Ivey dispatched with former Rep. Donna Edwards, a progressive stalwart seeking a second stint in Congress after ceding her seat in a failed run for the Senate in 2016.
Maryland’s 4th Congressional District ― centered in Prince George’s County, a predominantly Black area ― is overwhelmingly Democratic. Ivey’s victory in the primary all but assures him a seat in Congress.
“People were convinced by the financial efforts to discredit ― or at least challenge ― Edwards’ experience,” said Chryl Laird, a professor of politics at the University of Maryland. “This type of strategy of questioning the commitment of the person who’s running based off of their prior practice was of interest to the constituencies in this district.”
Specifically, massive spending by two pro-Israel super PACs gave Ivey an edge over Edwards, who takes a more left-leaning approach to U.S.-Israel policy than Ivey.
United Democracy Project, which is aligned with the American Israel Public Affairs Committee, spent about $6 million to elect Ivey. And Democratic Majority for Israel spent more than $425,000 to elect Ivey.
The super PAC of a more liberal pro-Israel group, J Street, spent $660,000 in support of Edwards to offset the other groups’ spending. Edwards also benefited from the near-universal backing of progressive elected officials and groups, and a range of former colleagues that included House Speaker Nancy Pelosi (D-Calif.).

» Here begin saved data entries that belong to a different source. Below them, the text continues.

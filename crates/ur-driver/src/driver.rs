//! UR 驱动（对外 API）
//!
//! 将应用提供的稀疏轨迹转换为 URScript 程序块，并交给实时通道。
//! 所有操作都在调用线程上同步完成，不做 IO、不阻塞、不重试：
//! 每次调用要么完整入队一个命令块，要么同步返回错误。

use crate::UR_JOINT_COUNT;
use crate::channel::RealtimeChannel;
use crate::config::DriverConfig;
use crate::emitter::emit;
use crate::error::DriverError;
use crate::version::ControllerVersion;
use tracing::{debug, info, warn};
use ur_script::{OutputCommand, SpeedJ, StopJ, line};
use ur_trajectory::{ResampleConfig, Trajectory, resample};

/// UR 机械臂驱动
///
/// 通过依赖注入持有实时通道句柄 `C`，不访问任何全局状态。
///
/// # Example
///
/// ```rust
/// use ur_driver::{DriverConfig, QueueChannel, UrDriver};
///
/// let (channel, rx) = QueueChannel::bounded(16);
/// let driver = UrDriver::new(channel, DriverConfig::default()).unwrap();
///
/// driver
///     .add_trajectory(
///         &[0.0, 1.0],
///         &[vec![0.0; 6], vec![1.0; 6]],
///         &[vec![0.0; 6], vec![0.0; 6]],
///     )
///     .unwrap();
///
/// let program = rx.try_recv().unwrap();
/// assert!(program.starts_with("def traj():\n"));
/// ```
pub struct UrDriver<C: RealtimeChannel> {
    /// 实时通道（命令队列）
    channel: C,
    /// 驱动配置
    config: DriverConfig,
    /// 由配置派生的重采样参数
    resample: ResampleConfig,
    /// 启动握手时记录的控制器版本
    controller_version: Option<ControllerVersion>,
}

impl<C: RealtimeChannel> UrDriver<C> {
    /// 创建驱动
    ///
    /// # 错误
    /// - `DriverError::Config` / `DriverError::Trajectory`: 配置校验失败
    pub fn new(channel: C, config: DriverConfig) -> Result<Self, DriverError> {
        config.validate()?;
        let resample = config.resample_config()?;

        info!(
            max_time_step = config.max_time_step,
            cycle_period = config.cycle_period,
            "UR driver configured"
        );

        Ok(Self {
            channel,
            config,
            resample,
            controller_version: None,
        })
    }

    /// 添加轨迹（三列形式）
    ///
    /// 校验 → 重采样 → 渲染 → 入队。任何校验失败都发生在插值之前，不会入队任何内容。
    ///
    /// # 参数
    /// - `timestamps`: 路点时间戳（秒），严格递增
    /// - `positions`: 每个路点的 6 个关节位置（rad）
    /// - `velocities`: 每个路点的 6 个关节速度（rad/s）
    ///
    /// # 错误
    /// - `DriverError::Trajectory`: 输入校验失败
    /// - `DriverError::UnsupportedJointCount`: 关节数不是 6
    /// - `DriverError::Channel`: 实时通道无法接收
    pub fn add_trajectory<P, V>(
        &self,
        timestamps: &[f64],
        positions: &[P],
        velocities: &[V],
    ) -> Result<(), DriverError>
    where
        P: AsRef<[f64]>,
        V: AsRef<[f64]>,
    {
        let trajectory = Trajectory::from_columns(timestamps, positions, velocities)?;
        self.add_waypoints(&trajectory)
    }

    /// 添加已校验的轨迹
    pub fn add_waypoints(&self, trajectory: &Trajectory) -> Result<(), DriverError> {
        let program = self.render_trajectory(trajectory)?;
        self.send(program)
    }

    /// 渲染轨迹程序块但不入队（用于离线检查）
    pub fn render_trajectory(&self, trajectory: &Trajectory) -> Result<String, DriverError> {
        if trajectory.joint_count() != UR_JOINT_COUNT {
            return Err(DriverError::UnsupportedJointCount {
                expected: UR_JOINT_COUNT,
                actual: trajectory.joint_count(),
            });
        }

        let resampled = resample(trajectory, &self.resample);
        debug!(
            waypoints = trajectory.len(),
            statements = resampled.len() - 1,
            duration = trajectory.duration(),
            "Rendering trajectory program"
        );

        Ok(emit(&resampled))
    }

    /// 停止当前轨迹（`stopj(10)`）
    pub fn stop_trajectory(&self) -> Result<(), DriverError> {
        self.send(line(StopJ::default()))
    }

    /// 设置关节速度（`speedj`）
    pub fn set_speed(&self, speeds: [f64; 6], acceleration: f64) -> Result<(), DriverError> {
        self.send(line(SpeedJ {
            speeds,
            acceleration,
        }))
    }

    /// 设置工具端电压
    pub fn set_tool_voltage(&self, volts: u32) -> Result<(), DriverError> {
        self.send_output(OutputCommand::ToolVoltage(volts))
    }

    /// 设置控制器标志位
    pub fn set_flag(&self, index: u32, value: bool) -> Result<(), DriverError> {
        self.send_output(OutputCommand::Flag { index, value })
    }

    /// 设置数字输出
    pub fn set_digital_out(&self, pin: u32, value: bool) -> Result<(), DriverError> {
        self.send_output(OutputCommand::DigitalOut { pin, value })
    }

    /// 设置模拟输出
    pub fn set_analog_out(&self, pin: u32, value: f64) -> Result<(), DriverError> {
        self.send_output(OutputCommand::AnalogOut { pin, value })
    }

    /// 设置末端负载
    ///
    /// 质量必须严格位于 `(min_payload, max_payload)` 之间。
    ///
    /// # 返回
    /// - `Ok(true)`: 已入队
    /// - `Ok(false)`: 超出范围，未入队，状态不变
    ///
    /// # 错误
    /// - `DriverError::Channel`: 范围合法但实时通道无法接收
    pub fn set_payload(&self, mass: f64) -> Result<bool, DriverError> {
        if !(mass > self.config.min_payload && mass < self.config.max_payload) {
            warn!(
                mass,
                min = self.config.min_payload,
                max = self.config.max_payload,
                "Payload out of bounds, ignored"
            );
            return Ok(false);
        }

        self.send_output(OutputCommand::Payload(mass))?;
        Ok(true)
    }

    /// 设置负载下限
    pub fn set_min_payload(&mut self, mass: f64) {
        info!(mass, "Minimum payload set");
        self.config.min_payload = mass;
    }

    /// 设置负载上限
    pub fn set_max_payload(&mut self, mass: f64) {
        info!(mass, "Maximum payload set");
        self.config.max_payload = mass;
    }

    pub fn joint_names(&self) -> &[String] {
        &self.config.joint_names
    }

    pub fn set_joint_names(&mut self, names: Vec<String>) {
        self.config.joint_names = names;
    }

    /// 记录启动握手得到的控制器版本
    ///
    /// 由编排层在读取状态通道后调用一次。
    pub fn set_controller_version(&mut self, version: ControllerVersion) {
        info!(%version, "Controller version recorded");
        self.controller_version = Some(version);
    }

    pub fn controller_version(&self) -> Option<ControllerVersion> {
        self.controller_version
    }

    pub fn config(&self) -> &DriverConfig {
        &self.config
    }

    pub fn channel(&self) -> &C {
        &self.channel
    }

    fn send_output(&self, command: OutputCommand) -> Result<(), DriverError> {
        self.send(command.to_program())
    }

    /// 入队一个完整命令块（每次调用恰好一次 enqueue）
    fn send(&self, command: String) -> Result<(), DriverError> {
        debug!("Enqueue command:\n{}", command);
        self.channel.enqueue(command).map_err(|e| {
            warn!(error = %e, "Failed to enqueue command");
            DriverError::from(e)
        })
    }
}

But ultimately the larger sums of money in Ivey’s corner carried the day, in part because Edwards’ tenure in Congress gave the pro-Israel groups material to draw from.
A TV spot funded by United Democracy Project focused on Edwards’ alleged ineffectiveness as a lawmaker, quoting a Washington Post editorial endorsing her opponent in the 2016 Senate primary that said Edwards’ office was “notorious for inattention to constituent services.”
In a district with few voters for whom Israelis or Palestinians are important topics, Ivey downplayed the massive help he received from AIPAC and its allies. He did not focus on his Middle East policy views, including his initial opposition to the Iran nuclear deal, and insisted to HuffPost that he did not owe anything to AIPAC.
He did, however, claim that the message in their advertisements was accurate.
“She’s admitted she had problems [with constituent services],” Ivey said. “And that’s a big piece of what members of Congress do.”